Nu het wrakingsverzoek zich enkel richt tegen de door het hof gegeven inhoudelijke beslissing kan de vrees voor vooringenomenheid slechts objectief gerechtvaardigd zijn indien in het licht van de feiten en omstandigheden van het geval, de rechter een beslissing heeft genomen die zo onbegrijpelijk is dat daarvoor redelijkerwijs geen andere verklaring is te geven dan dat deze door vooringenomenheid is ingegeven.
Daarvan is naar het oordeel van de wrakingskamer in dit geval geen sprake. Het hof heeft, gehoord de advocaat-generaal, het verzoek tot het verrichten van nader onderzoek gemotiveerd en met toepassing van het juiste criterium afgewezen. In dat licht bezien, en gelet op de (zeer) beperkte toetsingsruimte die de wrakingskamer in dit verband toekomt, kan niet worden gezegd dat deze beslissing zo onbegrijpelijk is dat daarvoor redelijkerwijs geen andere verklaring is te geven dan dat deze door vooringenomenheid is ingegeven.

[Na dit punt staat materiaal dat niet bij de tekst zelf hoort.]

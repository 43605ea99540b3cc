//! nestmock-test: Recording helpers and conformance fixtures
//!
//! Provides small builders for call trees that would otherwise take a line per
//! call, plus (feature = `"fixtures"`) the YAML fixture model and runner used
//! by the conformance suite.
//!
//! # Example
//!
//! ```
//! use nestmock_test::prelude::*;
//!
//! // fn(1)(2) and fn(3)
//! let root = NestingMock::new();
//! record_chain(&root, &[args![1], args![2]]);
//! record_chain(&root, &[args![3]]);
//!
//! assert_eq!(extract_paths(&root).unwrap().len(), 2);
//! ```

use nestmock::{ArgList, NestingMock, Value};

#[cfg(feature = "fixtures")]
pub mod fixture;

/// Record the curried chain `fn(levels[0])(levels[1])...` starting at `root`.
///
/// Returns whatever the last call produced. Stops early (returning the
/// value reached) if a call throws or returns something other than a mock.
pub fn record_chain(root: &NestingMock, levels: &[ArgList]) -> Value {
    let mut current = Value::from(root);
    for args in levels {
        let Some(mock) = current.as_mock() else {
            break;
        };
        current = match mock.call(args.clone()) {
            Ok(value) | Err(value) => value,
        };
        if !current.is_mock() {
            break;
        }
    }
    current
}

/// A fresh nesting mock with the single chain `levels` recorded on it.
#[must_use]
pub fn chain(levels: &[ArgList]) -> NestingMock {
    let root = NestingMock::new();
    record_chain(&root, levels);
    root
}

/// Prelude for convenient imports.
pub mod prelude {
    pub use super::{chain, record_chain};
    pub use nestmock::prelude::*;
    pub use nestmock::{extract_paths, match_paths};
}

#[cfg(test)]
mod tests {
    use super::*;
    use nestmock::{args, extract_paths, nested_called_with, nesting_args, DeepEquals};

    #[test]
    fn test_chain_records_every_level() {
        let root = chain(&[args![1], args!["a"], args![]]);
        assert_eq!(
            extract_paths(&root).unwrap(),
            vec![vec![args![1], args!["a"], args![]]]
        );
    }

    #[test]
    fn test_separate_chains_branch_at_root() {
        let root = NestingMock::new();
        record_chain(&root, &[args![1], args![2]]);
        record_chain(&root, &[args![1], args![3]]);

        // Each chain starts a fresh call at the root, so both are separate branches.
        assert_eq!(root.call_count(), 2);
        let result = nested_called_with(&DeepEquals, &root, nesting_args![[1], [3]]).unwrap();
        assert!(result.pass);
    }

    #[test]
    fn test_record_chain_stops_at_terminal() {
        let root = NestingMock::with_depth(2);
        let last = record_chain(&root, &[args![1], args![2], args![3]]);

        assert!(last.is_null());
        assert_eq!(extract_paths(&root).unwrap(), vec![vec![args![1], args![2]]]);
    }

    #[test]
    fn test_record_chain_stops_at_throw() {
        let root = NestingMock::throwing("boom");
        let last = record_chain(&root, &[args![1], args![2]]);
        assert_eq!(last, Value::from("boom"));
        assert_eq!(root.call_count(), 1);
    }
}
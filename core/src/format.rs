//! Rendering call paths for diagnostics.

use crate::ArgList;

/// Render a call path as a curried call, e.g. `fn(1, "a")(2)`.
///
/// The empty path renders as `fn()`.
///
/// ```
/// use nestmock::{args, print_call};
///
/// assert_eq!(print_call(&[args![1, "a"], args![2]]), r#"fn(1, "a")(2)"#);
/// assert_eq!(print_call(&[args![1], args![]]), "fn(1)()");
/// ```
#[must_use]
pub fn print_call(path: &[ArgList]) -> String {
    let levels: Vec<String> = path
        .iter()
        .map(|args| {
            args.iter()
                .map(ToString::to_string)
                .collect::<Vec<_>>()
                .join(", ")
        })
        .collect();
    format!("fn({})", levels.join(")("))
}
//! Fluent assertion surface for test authors.
//!
//! ```
//! use nestmock::{args, expect, nesting_args, NestingMock};
//!
//! let fetch = NestingMock::new();
//! fetch.call(args![1]).unwrap().as_mock().unwrap().call(args![2]).unwrap();
//!
//! expect(&fetch).to_have_been_nested_called_with(vec![args![1], args![2]]);
//! expect(&fetch).to_be_nested_called_with(nesting_args![[1], [2]]);
//! expect(&fetch).not().to_have_been_nested_called_with(nesting_args![[1], [2], [3]]);
//! ```
//!
//! Assertion failures panic with the diagnostic; so does misuse, with the
//! usage error. The `try_` variants return the raw [`MatchResult`] instead.

use crate::assertion::require_mock;
use crate::{
    nested_called_with_options, DeepEquals, Equality, ExpectedArgs, MatchOptions, MatchResult,
    UsageError, Value,
};

/// Start an assertion about `actual`, compared with [`DeepEquals`].
pub fn expect(actual: impl Into<Value>) -> Expectation {
    Expectation {
        actual: actual.into(),
        negated: false,
        equality: DeepEquals,
        options: MatchOptions::default(),
    }
}

/// A pending assertion about one value.
#[derive(Debug, Clone)]
pub struct Expectation<E = DeepEquals> {
    actual: Value,
    negated: bool,
    equality: E,
    options: MatchOptions,
}

impl<E: Equality> Expectation<E> {
    /// Negate the assertion.
    #[must_use]
    pub fn not(mut self) -> Self {
        self.negated = !self.negated;
        self
    }

    /// Compare argument lists with `equality` instead of [`DeepEquals`].
    #[must_use]
    pub fn with_equality<F: Equality>(self, equality: F) -> Expectation<F> {
        Expectation {
            actual: self.actual,
            negated: self.negated,
            equality,
            options: self.options,
        }
    }

    /// Override matcher options such as the depth cap.
    #[must_use]
    pub fn with_options(mut self, options: MatchOptions) -> Self {
        self.options = options;
        self
    }

    /// Run the matcher without asserting.
    ///
    /// Negation is not applied: `pass` reports whether the sequence matched.
    ///
    /// # Errors
    ///
    /// Returns a [`UsageError`] if `actual` is not a nesting mock, or if the
    /// recording is cyclic or exceeds the depth cap.
    pub fn try_to_have_been_nested_called_with(
        &self,
        expected: impl Into<ExpectedArgs>,
    ) -> Result<MatchResult, UsageError> {
        let mock = require_mock(&self.actual)?;
        nested_called_with_options(&self.equality, mock, expected, &self.options)
    }

    /// Assert that some recorded call path matches `expected` at every depth.
    ///
    /// # Panics
    ///
    /// Panics with the diagnostic if the assertion (or its negation) fails,
    /// and with the usage error on misuse.
    #[track_caller]
    pub fn to_have_been_nested_called_with(&self, expected: impl Into<ExpectedArgs>) {
        let result = match self.try_to_have_been_nested_called_with(expected) {
            Ok(result) => result,
            Err(e) => panic!("{e}"),
        };
        if result.pass == self.negated {
            panic!("{}", result.message());
        }
    }

    /// Alias of [`to_have_been_nested_called_with`](Self::to_have_been_nested_called_with).
    #[track_caller]
    pub fn to_be_nested_called_with(&self, expected: impl Into<ExpectedArgs>) {
        self.to_have_been_nested_called_with(expected);
    }
}
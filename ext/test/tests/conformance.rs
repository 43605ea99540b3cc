//! Conformance tests that run YAML fixtures against nestmock
//!
//! Run with: cargo test -p nestmock-test --test conformance --features fixtures

#![cfg(feature = "fixtures")]

use nestmock_test::fixture::Fixture;
use std::fs;
use std::path::{Path, PathBuf};

fn fixtures_dir() -> PathBuf {
    Path::new(env!("CARGO_MANIFEST_DIR")).join("fixtures")
}

/// Load and run every fixture in one file
fn run_fixture_file(name: &str) {
    let path = fixtures_dir().join(name);
    let yaml = fs::read_to_string(&path)
        .unwrap_or_else(|e| panic!("Failed to read {}: {e}", path.display()));

    // Parse potentially multiple fixtures (separated by ---)
    let fixtures = Fixture::from_yaml_multi(&yaml)
        .unwrap_or_else(|e| panic!("Failed to parse {}: {e}", path.display()));
    assert!(!fixtures.is_empty(), "{} holds no fixtures", path.display());

    for fixture in fixtures {
        println!("  Running: {}", fixture.name);
        fixture.run_and_assert();
    }
}

#[test]
fn test_matching() {
    run_fixture_file("01_matching.yaml");
}

#[test]
fn test_diagnostics() {
    run_fixture_file("02_diagnostics.yaml");
}

#[test]
fn test_usage_errors() {
    run_fixture_file("03_usage_errors.yaml");
}

#[test]
fn test_every_fixture_file_is_covered() {
    let mut names: Vec<String> = fs::read_dir(fixtures_dir())
        .expect("read fixtures dir")
        .filter_map(Result::ok)
        .map(|entry| entry.file_name().to_string_lossy().into_owned())
        .filter(|name| name.ends_with(".yaml") || name.ends_with(".yml"))
        .collect();
    names.sort();

    assert_eq!(
        names,
        vec!["01_matching.yaml", "02_diagnostics.yaml", "03_usage_errors.yaml"]
    );
}
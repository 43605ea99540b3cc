//! nestmock CLI — driving adapter for nested call assertions.
//!
//! Subcommands:
//! - `run <fixtures.yaml>...` — run fixture files, report every case
//! - `eval <fixtures.yaml> --expect <json> [--fixture <name>] [--matcher <name>]`
//!   — evaluate an ad-hoc expected sequence against a fixture's mock
//! - `info` — print registered matcher names
//!
//! Logging goes to stderr and is filtered by `NESTMOCK_LOG` (default `warn`).

use std::process;

use nestmock::{Value, TO_HAVE_BEEN_NESTED_CALLED_WITH};
use nestmock_test::fixture::Fixture;
use tracing::debug;
use tracing_subscriber::EnvFilter;

/// Environment variable holding the log filter directives.
const LOG_ENV: &str = "NESTMOCK_LOG";

fn main() {
    init_logging();

    let args: Vec<String> = std::env::args().collect();

    if args.len() < 2 {
        print_usage();
        process::exit(1);
    }

    let result = match args[1].as_str() {
        "run" => cmd_run(&args[2..]),
        "eval" => cmd_eval(&args[2..]),
        "info" => cmd_info(),
        "--help" | "-h" | "help" => {
            print_usage();
            Ok(())
        }
        other => {
            eprintln!("error: unknown command \"{other}\"");
            print_usage();
            process::exit(1);
        }
    };

    if let Err(e) = result {
        eprintln!("error: {e}");
        process::exit(1);
    }
}

fn init_logging() {
    let filter = EnvFilter::try_from_env(LOG_ENV).unwrap_or_else(|_| EnvFilter::new("warn"));
    tracing_subscriber::fmt()
        .with_env_filter(filter)
        .with_target(false)
        .with_writer(std::io::stderr)
        .init();
}

// ═══════════════════════════════════════════════════════════════════════════════
// Commands
// ═══════════════════════════════════════════════════════════════════════════════

fn cmd_run(paths: &[String]) -> Result<(), String> {
    if paths.is_empty() {
        return Err("run requires at least one fixture file".into());
    }

    let mut passed = 0usize;
    let mut failed = 0usize;

    for path in paths {
        for fixture in load_fixtures(path)? {
            let results = fixture
                .run()
                .map_err(|e| format!("{path}: fixture \"{}\": {e}", fixture.name))?;
            for result in results {
                if result.passed {
                    passed += 1;
                    println!("PASS  {} / {}", fixture.name, result.case_name);
                } else {
                    failed += 1;
                    println!("FAIL  {} / {}", fixture.name, result.case_name);
                    for line in result.detail.lines() {
                        println!("      {line}");
                    }
                }
            }
        }
    }

    println!("\n{passed} passed, {failed} failed");
    if failed > 0 {
        return Err(format!("{failed} case(s) failed"));
    }
    Ok(())
}

fn cmd_eval(args: &[String]) -> Result<(), String> {
    let args = EvalArgs::parse(args)?;

    let fixtures = load_fixtures(&args.path)?;
    let fixture = match &args.fixture {
        Some(name) => fixtures
            .iter()
            .find(|f| &f.name == name)
            .ok_or_else(|| format!("no fixture named \"{name}\" in \"{}\"", args.path))?,
        None => fixtures
            .first()
            .ok_or_else(|| format!("\"{}\" holds no fixtures", args.path))?,
    };
    debug!(fixture = %fixture.name, matcher = %args.matcher, "evaluating ad-hoc expectation");

    let mock = fixture.mock.build()?;
    let expected = parse_expected(&args.expect)?;
    let result = Fixture::registry()
        .evaluate(&args.matcher, &nestmock::DeepEquals, &Value::from(mock), &expected)
        .map_err(|e| format!("usage error: {e}"))?;

    if result.pass {
        println!("PASS ({:?})", result.verdict);
    } else {
        println!("FAIL ({:?})", result.verdict);
        println!("{}", result.message());
    }
    Ok(())
}

#[allow(clippy::unnecessary_wraps)] // Uniform return type for all commands
fn cmd_info() -> Result<(), String> {
    let registry = Fixture::registry();

    println!("Registered matchers:");
    for name in registry.names() {
        println!("  {name}");
    }

    Ok(())
}

// ═══════════════════════════════════════════════════════════════════════════════
// Loading
// ═══════════════════════════════════════════════════════════════════════════════

fn load_fixtures(path: &str) -> Result<Vec<Fixture>, String> {
    let content =
        std::fs::read_to_string(path).map_err(|e| format!("failed to read \"{path}\": {e}"))?;
    Fixture::from_yaml_multi(&content).map_err(|e| format!("YAML parse error in \"{path}\": {e}"))
}

fn parse_expected(json: &str) -> Result<Value, String> {
    serde_json::from_str::<serde_json::Value>(json)
        .map(Value::from)
        .map_err(|e| format!("--expect is not valid JSON: {e}"))
}

// ═══════════════════════════════════════════════════════════════════════════════
// Argument parsing
// ═══════════════════════════════════════════════════════════════════════════════

#[derive(Debug, PartialEq, Eq)]
struct EvalArgs {
    path: String,
    expect: String,
    fixture: Option<String>,
    matcher: String,
}

impl EvalArgs {
    fn parse(args: &[String]) -> Result<Self, String> {
        let Some((path, rest)) = args.split_first() else {
            return Err("eval requires a fixture file path".into());
        };

        let mut expect = None;
        let mut fixture = None;
        let mut matcher = None;
        let mut iter = rest.iter();

        while let Some(flag) = iter.next() {
            let slot = match flag.as_str() {
                "--expect" => &mut expect,
                "--fixture" => &mut fixture,
                "--matcher" => &mut matcher,
                other => return Err(format!("unexpected argument \"{other}\"")),
            };
            let value = iter
                .next()
                .ok_or_else(|| format!("{flag} requires a value"))?;
            *slot = Some(value.clone());
        }

        Ok(Self {
            path: path.clone(),
            expect: expect.ok_or("eval requires --expect <json>")?,
            fixture,
            matcher: matcher.unwrap_or_else(|| TO_HAVE_BEEN_NESTED_CALLED_WITH.to_owned()),
        })
    }
}

fn print_usage() {
    eprintln!(
        "Usage: nestmock <command> [options]

Commands:
  run <fixtures.yaml>...                   Run fixture files
  eval <fixtures.yaml> --expect <json>     Evaluate an expected sequence
       [--fixture <name>] [--matcher <name>]
  info                                     Print registered matcher names
  help                                     Show this help

Environment:
  {LOG_ENV}                             Log filter (default: warn)"
    );
}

Het verzoek tot wraking van de raadsheren zal daarom worden afgewezen.
6. De beslissing
Het hof:
wijst het verzoek tot wraking af.
Deze beslissing is gegeven door mr. H.M.J. Quaedvlieg, mr. A.N. van de Beek en mr. J.W. Hoekzema, in tegenwoordigheid van mr. J. Mulder, griffier, en is uitgesproken op de openbare terechtzitting van dit gerechtshof van 8 september 2017.